富裕層はマネーゲームと投資を明確に区別している

「いい会社」の定義は様々です。たとえば、本業を通じて社会に貢献する、社会から本当に必要とされる会社であること。社員や取引先、地域などその会社に関わる人々が喜びや幸せを感じている必要もあります。

鎌倉投信 社長 鎌田恭幸氏

また、日本が抱える様々な社会的な課題を解決し、社会の質的発展を導いていける会社が「いい会社」といえます。さらに、大企業ほど経営理念が浸透しにくいので、小さな会社こそ持続的な成長を期待でき、魅力的です。新しい事業に挑戦している会社なら、たとえば海外展開も可能となるなど、より大きく飛躍できます。

しかも、創意工夫度が高い、循環型社会を創造している、働き方の多様性を追求している、地域の雇用率が高いといった独自性があれば、経済環境が悪化しても収益は伸ばせます。

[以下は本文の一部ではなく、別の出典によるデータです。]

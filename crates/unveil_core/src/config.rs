//! Reveal configuration.
//!
//! Loaded from JSON; every field is optional and falls back to its default.

use crate::error::{CoreError, CoreResult};
use crate::lines::{Granularity, LineSet};
use crate::timing::Timing;
use serde::{Deserialize, Serialize};
use std::str::FromStr;

/// Timing section, in milliseconds
#[derive(Debug, Clone, Copy, PartialEq, Serialize, Deserialize)]
#[serde(default)]
pub struct TimingConfig {
    /// Delay before each reveal unit
    pub char_delay_ms: f64,
    /// Pause after each line
    pub line_delay_ms: f64,
}

impl Default for TimingConfig {
    fn default() -> Self {
        Self {
            char_delay_ms: Timing::DEFAULT_CHAR_DELAY_MS as f64,
            line_delay_ms: Timing::DEFAULT_LINE_DELAY_MS as f64,
        }
    }
}

impl From<TimingConfig> for Timing {
    fn from(config: TimingConfig) -> Self {
        Timing::from_millis(config.char_delay_ms, config.line_delay_ms)
    }
}

/// Where a renderer draws the cursor glyph
#[derive(Debug, Clone, Copy, Default, PartialEq, Eq, Hash, Serialize, Deserialize)]
#[serde(rename_all = "snake_case")]
pub enum CursorPlacement {
    /// After the last line that has revealed text
    #[default]
    LastNonEmpty,
    /// After the last line of the set, even while it is still empty
    LastLine,
}

impl FromStr for CursorPlacement {
    type Err = CoreError;

    fn from_str(s: &str) -> Result<Self, Self::Err> {
        match s.trim().to_ascii_lowercase().replace('-', "_").as_str() {
            "last_non_empty" => Ok(Self::LastNonEmpty),
            "last_line" => Ok(Self::LastLine),
            other => Err(CoreError::UnknownPlacement(other.to_string())),
        }
    }
}

/// Cursor section
#[derive(Debug, Clone, PartialEq, Eq, Serialize, Deserialize)]
#[serde(default)]
pub struct CursorConfig {
    /// Glyph appended to the cursor line
    pub glyph: String,
    /// Which line carries the glyph
    pub placement: CursorPlacement,
    /// Full blink cycle; 0 keeps the cursor always visible
    pub blink_period_ms: u64,
}

impl Default for CursorConfig {
    fn default() -> Self {
        Self {
            glyph: "█".to_string(),
            placement: CursorPlacement::default(),
            blink_period_ms: 1_000,
        }
    }
}

/// Top-level reveal configuration
#[derive(Debug, Clone, Default, PartialEq, Serialize, Deserialize)]
#[serde(default)]
pub struct RevealConfig {
    /// Delays
    pub timing: TimingConfig,
    /// Reveal unit
    pub granularity: Granularity,
    /// Cursor rendering
    pub cursor: CursorConfig,
}

impl RevealConfig {
    /// Create the default config
    #[must_use]
    pub fn new() -> Self {
        Self::default()
    }

    /// Parse and validate a JSON document
    ///
    /// # Errors
    ///
    /// Returns error if the document is malformed or fails validation
    pub fn from_json(json: &str) -> CoreResult<Self> {
        let config: Self = serde_json::from_str(json)?;
        config.validate()?;
        Ok(config)
    }

    /// Serialize to pretty JSON
    ///
    /// # Errors
    ///
    /// Returns error if serialization fails
    pub fn to_json(&self) -> CoreResult<String> {
        Ok(serde_json::to_string_pretty(self)?)
    }

    /// Reject values that cannot be clamped
    ///
    /// Delays are never rejected; they are clamped when converted to
    /// [`Timing`].
    ///
    /// # Errors
    ///
    /// Returns error if the cursor glyph is empty or spans more than one line
    pub fn validate(&self) -> CoreResult<()> {
        if self.cursor.glyph.is_empty() {
            return Err(CoreError::Validation {
                field: "cursor.glyph".to_string(),
                reason: "must not be empty".to_string(),
            });
        }
        if self.cursor.glyph.contains(['\n', '\r']) {
            return Err(CoreError::Validation {
                field: "cursor.glyph".to_string(),
                reason: "must not contain line breaks".to_string(),
            });
        }
        Ok(())
    }

    /// Clamped timing
    #[must_use]
    pub fn timing(&self) -> Timing {
        self.timing.into()
    }

    /// Build a line set using the configured reveal unit
    #[must_use]
    pub fn line_set<I, S>(&self, lines: I) -> LineSet
    where
        I: IntoIterator<Item = S>,
        S: Into<String>,
    {
        LineSet::with_granularity(lines, self.granularity)
    }

    /// Override delays
    #[must_use]
    pub fn with_timing(mut self, char_delay_ms: f64, line_delay_ms: f64) -> Self {
        self.timing = TimingConfig {
            char_delay_ms,
            line_delay_ms,
        };
        self
    }

    /// Override the reveal unit
    #[must_use]
    pub fn with_granularity(mut self, granularity: Granularity) -> Self {
        self.granularity = granularity;
        self
    }

    /// Override the cursor glyph
    #[must_use]
    pub fn with_cursor_glyph(mut self, glyph: impl Into<String>) -> Self {
        self.cursor.glyph = glyph.into();
        self
    }

    /// Override the cursor placement
    #[must_use]
    pub fn with_cursor_placement(mut self, placement: CursorPlacement) -> Self {
        self.cursor.placement = placement;
        self
    }
}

結果として株価は環境に左右されにくく、それがマーケットと距離を置くことにもつながるわけです。

個別の企業を推奨するわけではありませんが、もしこうした基準で自ら投資先を探すなら、たとえば上場会社の中で最も個人株主の多いカゴメのように「身近にあって応援したくなる会社」に安心感があります。なお、我々は現在、投資先61社のすべてをWebサイトなどで公開しています。いずれも経営理念を、社内においても社外に対しても共感してもらえるよう、しっかりと発信している「共感資本」「無形性の資産」を持った会社です。

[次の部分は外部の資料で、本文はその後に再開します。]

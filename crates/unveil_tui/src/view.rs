//! TUI views: the code card and the status line.

use crate::ui::TuiError;
use ratatui::{
    Frame,
    layout::Rect,
    style::{Color, Modifier, Style},
    text::{Line, Span},
    widgets::{Block, BorderType, Borders, Paragraph, Wrap},
};
use serde::{Deserialize, Serialize};
use std::str::FromStr;

/// Colour scheme of the card
#[derive(Debug, Clone, Copy, Default, PartialEq, Eq, Serialize, Deserialize)]
#[serde(rename_all = "snake_case")]
pub enum Theme {
    /// Light text on a dark card
    #[default]
    Dark,
    /// Dark text on a light card
    Light,
}

impl Theme {
    /// The other theme
    #[must_use]
    pub const fn toggled(self) -> Self {
        match self {
            Self::Dark => Self::Light,
            Self::Light => Self::Dark,
        }
    }

    /// Name shown in the status line
    #[must_use]
    pub const fn as_str(&self) -> &'static str {
        match self {
            Self::Dark => "dark",
            Self::Light => "light",
        }
    }

    /// Colours of this theme
    #[must_use]
    pub const fn palette(self) -> Palette {
        match self {
            Self::Dark => Palette {
                background: Color::Rgb(17, 24, 39),
                border: Color::Rgb(55, 65, 81),
                title_bar: Color::Rgb(31, 41, 55),
                title: Color::Rgb(107, 114, 128),
                code: Color::Rgb(134, 239, 172),
                tag: Color::Rgb(147, 197, 253),
                status: Color::Rgb(156, 163, 175),
            },
            Self::Light => Palette {
                background: Color::Rgb(255, 255, 255),
                border: Color::Rgb(229, 231, 235),
                title_bar: Color::Rgb(243, 244, 246),
                title: Color::Rgb(107, 114, 128),
                code: Color::Rgb(3, 105, 161),
                tag: Color::Rgb(29, 78, 216),
                status: Color::Rgb(75, 85, 99),
            },
        }
    }
}

impl FromStr for Theme {
    type Err = TuiError;

    fn from_str(s: &str) -> Result<Self, Self::Err> {
        match s.trim().to_ascii_lowercase().as_str() {
            "dark" => Ok(Self::Dark),
            "light" => Ok(Self::Light),
            other => Err(TuiError::InvalidArgument(format!("unknown theme: {other}"))),
        }
    }
}

impl std::fmt::Display for Theme {
    fn fmt(&self, f: &mut std::fmt::Formatter<'_>) -> std::fmt::Result {
        f.write_str(self.as_str())
    }
}

/// Resolved colours for one frame
#[derive(Debug, Clone, Copy, PartialEq, Eq)]
pub struct Palette {
    /// Card background
    pub background: Color,
    /// Card border
    pub border: Color,
    /// Title bar background
    pub title_bar: Color,
    /// File name in the title bar
    pub title: Color,
    /// Revealed code
    pub code: Color,
    /// Tag badges
    pub tag: Color,
    /// Status line text
    pub status: Color,
}

impl Palette {
    /// Terminal default colours everywhere
    #[must_use]
    pub const fn monochrome() -> Self {
        Self {
            background: Color::Reset,
            border: Color::Reset,
            title_bar: Color::Reset,
            title: Color::Reset,
            code: Color::Reset,
            tag: Color::Reset,
            status: Color::Reset,
        }
    }
}

/// How a view is drawn this frame
#[derive(Debug, Clone, Copy, PartialEq, Eq)]
pub struct ViewStyle {
    /// Colours
    pub palette: Palette,
    /// Border shape
    pub border: BorderType,
    /// Allow bold text
    pub bold: bool,
}

/// Trait for TUI views
pub trait View {
    /// Render the view
    fn render(&self, f: &mut Frame, area: Rect, style: &ViewStyle);

    /// Rows of content, excluding borders
    fn line_count(&self) -> usize;
}

/// Terminal window card showing revealed code
#[derive(Debug, Clone, Default, PartialEq, Eq)]
pub struct CodeCardView {
    title: String,
    lines: Vec<String>,
    tags: Vec<String>,
}

impl CodeCardView {
    /// Create an empty card
    #[must_use]
    pub fn new(title: impl Into<String>) -> Self {
        Self {
            title: title.into(),
            lines: Vec::new(),
            tags: Vec::new(),
        }
    }

    /// Set the (already decorated) code lines
    #[must_use]
    pub fn with_lines(mut self, lines: Vec<String>) -> Self {
        self.lines = lines;
        self
    }

    /// Set the badges shown under the code
    #[must_use]
    pub fn with_tags(mut self, tags: Vec<String>) -> Self {
        self.tags = tags;
        self
    }

    /// Card title
    #[must_use]
    pub fn title(&self) -> &str {
        &self.title
    }

    fn title_line(&self, style: &ViewStyle) -> Line<'_> {
        let bar = Style::default().bg(style.palette.title_bar);
        let dot = |color: Color| Span::styled("● ", bar.fg(color));
        Line::from(vec![
            Span::styled(" ", bar),
            dot(Color::Rgb(248, 113, 113)),
            dot(Color::Rgb(250, 204, 21)),
            dot(Color::Rgb(74, 222, 128)),
            Span::styled(format!(" {} ", self.title), bar.fg(style.palette.title)),
        ])
    }

    fn tag_line(&self, style: &ViewStyle) -> Line<'_> {
        let mut tag_style = Style::default().fg(style.palette.tag);
        if style.bold {
            tag_style = tag_style.add_modifier(Modifier::BOLD);
        }
        let spans: Vec<Span<'_>> = self
            .tags
            .iter()
            .flat_map(|tag| [Span::styled(format!("<{tag} />"), tag_style), Span::raw(" ")])
            .collect();
        Line::from(spans)
    }
}

impl View for CodeCardView {
    fn render(&self, f: &mut Frame, area: Rect, style: &ViewStyle) {
        let palette = &style.palette;
        let block = Block::default()
            .borders(Borders::ALL)
            .border_type(style.border)
            .border_style(Style::default().fg(palette.border))
            .title(self.title_line(style))
            .style(Style::default().bg(palette.background));

        let code_style = Style::default().fg(palette.code);
        let mut text: Vec<Line<'_>> = self
            .lines
            .iter()
            .map(|line| Line::styled(line.as_str(), code_style))
            .collect();

        if !self.tags.is_empty() {
            text.push(Line::default());
            text.push(self.tag_line(style));
        }

        let paragraph = Paragraph::new(text)
            .block(block)
            .wrap(Wrap { trim: false });

        f.render_widget(paragraph, area);
    }

    fn line_count(&self) -> usize {
        if self.tags.is_empty() {
            self.lines.len()
        } else {
            self.lines.len() + 2
        }
    }
}

/// One-line status bar under the card
#[derive(Debug, Clone, Default, PartialEq, Eq)]
pub struct StatusView {
    segments: Vec<String>,
}

impl StatusView {
    /// Create an empty status bar
    #[must_use]
    pub fn new() -> Self {
        Self::default()
    }

    /// Append a segment
    #[must_use]
    pub fn push(mut self, segment: impl Into<String>) -> Self {
        self.segments.push(segment.into());
        self
    }

    /// Segments joined for display
    #[must_use]
    pub fn text(&self) -> String {
        format!(" {}", self.segments.join(" | "))
    }
}

impl View for StatusView {
    fn render(&self, f: &mut Frame, area: Rect, style: &ViewStyle) {
        let paragraph = Paragraph::new(self.text()).style(Style::default().fg(style.palette.status));
        f.render_widget(paragraph, area);
    }

    fn line_count(&self) -> usize {
        1
    }
}

#[cfg(test)]
mod tests {
    use super::*;
    use ratatui::{Terminal, backend::TestBackend, buffer::Buffer};

    fn style() -> ViewStyle {
        ViewStyle {
            palette: Theme::Dark.palette(),
            border: BorderType::Plain,
            bold: false,
        }
    }

    fn row(buffer: &Buffer, y: u16) -> String {
        (0..buffer.area.width)
            .map(|x| buffer[(x, y)].symbol())
            .collect()
    }

    #[test]
    fn test_theme_toggle() {
        assert_eq!(Theme::default(), Theme::Dark);
        assert_eq!(Theme::Dark.toggled(), Theme::Light);
        assert_eq!(Theme::Light.toggled(), Theme::Dark);
    }

    #[test]
    fn test_theme_parse() {
        assert_eq!("Light".parse::<Theme>().unwrap(), Theme::Light);
        assert_eq!(" dark ".parse::<Theme>().unwrap(), Theme::Dark);
        assert!("solarized".parse::<Theme>().is_err());
        assert_eq!(Theme::Light.to_string(), "light");
    }

    #[test]
    fn test_palettes_differ() {
        assert_ne!(Theme::Dark.palette(), Theme::Light.palette());
        assert_eq!(Palette::monochrome().code, Color::Reset);
    }

    #[test]
    fn test_card_renders_lines() {
        let card = CodeCardView::new("hero.jsx")
            .with_lines(vec!["const a = {".to_string(), "};█".to_string()]);
        assert_eq!(card.line_count(), 2);

        let mut terminal = Terminal::new(TestBackend::new(30, 5)).unwrap();
        terminal
            .draw(|f| card.render(f, f.area(), &style()))
            .unwrap();

        let buffer = terminal.backend().buffer();
        assert!(row(buffer, 0).contains("hero.jsx"));
        assert!(row(buffer, 1).starts_with("│const a = {"));
        assert!(row(buffer, 2).starts_with("│};█"));
        assert_eq!(buffer[(1, 1)].fg, Theme::Dark.palette().code);
    }

    #[test]
    fn test_card_renders_tags() {
        let card = CodeCardView::new("t")
            .with_lines(vec!["x".to_string()])
            .with_tags(vec!["Rust".to_string(), "Tokio".to_string()]);
        // code, blank separator, tags
        assert_eq!(card.line_count(), 3);

        let mut terminal = Terminal::new(TestBackend::new(30, 6)).unwrap();
        terminal
            .draw(|f| card.render(f, f.area(), &style()))
            .unwrap();

        assert!(row(terminal.backend().buffer(), 3).contains("<Rust /> <Tokio />"));
    }

    #[test]
    fn test_status_view_text() {
        let status = StatusView::new().push("42%").push("q quit");
        assert_eq!(status.text(), " 42% | q quit");
        assert_eq!(status.line_count(), 1);
    }
}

富裕層の方々は、マネーゲームと投資を明確に区別しています。単なるサヤ取りに終始するマネーゲームとは違い、企業活動そのものを応援する“投資”は、対象となる企業の発展・成長そのものが、社会貢献以外の何ものでもありません。

また、「結い2101」に投資する人の約15%は投資未経験だった方々ですが、みな一様に口にするのは「金儲けのみであれば、投資に踏み切らなかった。自分のお金が社会でどう活かされているかが見えるからこそ、投資のよさを実感できる」ということ。“きれいごと”のように聞こえるかもしれませんが、投資家に収益をもたらしてくれるのは、事実、そのような意識なのです。資産形成、社会形成、心の形成を掛け算したものを収益として捉えれば、豊かな投資ができます。

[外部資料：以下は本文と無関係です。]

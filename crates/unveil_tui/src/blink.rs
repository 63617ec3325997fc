//! Cursor blink phase.

use std::time::Duration;

/// Blink schedule of the typing cursor
///
/// The cursor is visible for the first half of every period and hidden for
/// the second half. A zero period never blinks.
#[derive(Debug, Clone, Copy, PartialEq, Eq)]
pub struct BlinkClock {
    period: Duration,
}

impl BlinkClock {
    /// Default blink period
    pub const DEFAULT_PERIOD: Duration = Duration::from_secs(1);

    /// Create a blink clock
    #[must_use]
    pub const fn new(period: Duration) -> Self {
        Self { period }
    }

    /// Create from a period in milliseconds
    #[must_use]
    pub const fn from_millis(period_ms: u64) -> Self {
        Self::new(Duration::from_millis(period_ms))
    }

    /// Blink period
    #[must_use]
    pub const fn period(&self) -> Duration {
        self.period
    }

    /// Whether the cursor shows at `elapsed`
    #[must_use]
    pub fn is_visible(&self, elapsed: Duration) -> bool {
        let period = self.period.as_nanos();
        if period == 0 {
            return true;
        }
        elapsed.as_nanos() % period < period.div_ceil(2)
    }

    /// Time from `elapsed` until visibility next flips
    #[must_use]
    pub fn until_toggle(&self, elapsed: Duration) -> Option<Duration> {
        let period = self.period.as_nanos();
        if period == 0 {
            return None;
        }
        let half = period.div_ceil(2);
        let phase = elapsed.as_nanos() % period;
        let remaining = if phase < half { half - phase } else { period - phase };
        Some(Duration::from_nanos(u64::try_from(remaining).unwrap_or(u64::MAX)))
    }
}

impl Default for BlinkClock {
    fn default() -> Self {
        Self::new(Self::DEFAULT_PERIOD)
    }
}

※本文の内容は、鎌倉投信の将来の運用結果を保証するものではありません。

鎌倉投信 社長●鎌田恭幸(かまた・やすゆき)
1965年、島根県生まれ。88年東京都立大学(現・首都大学東京)法学部卒業。外資系信託銀行副社長を務めるなど20年以上にわたり資産運用業務に従事。2008年、鎌倉投信を創業し現職。著書に『日本でいちばん投資したい会社』。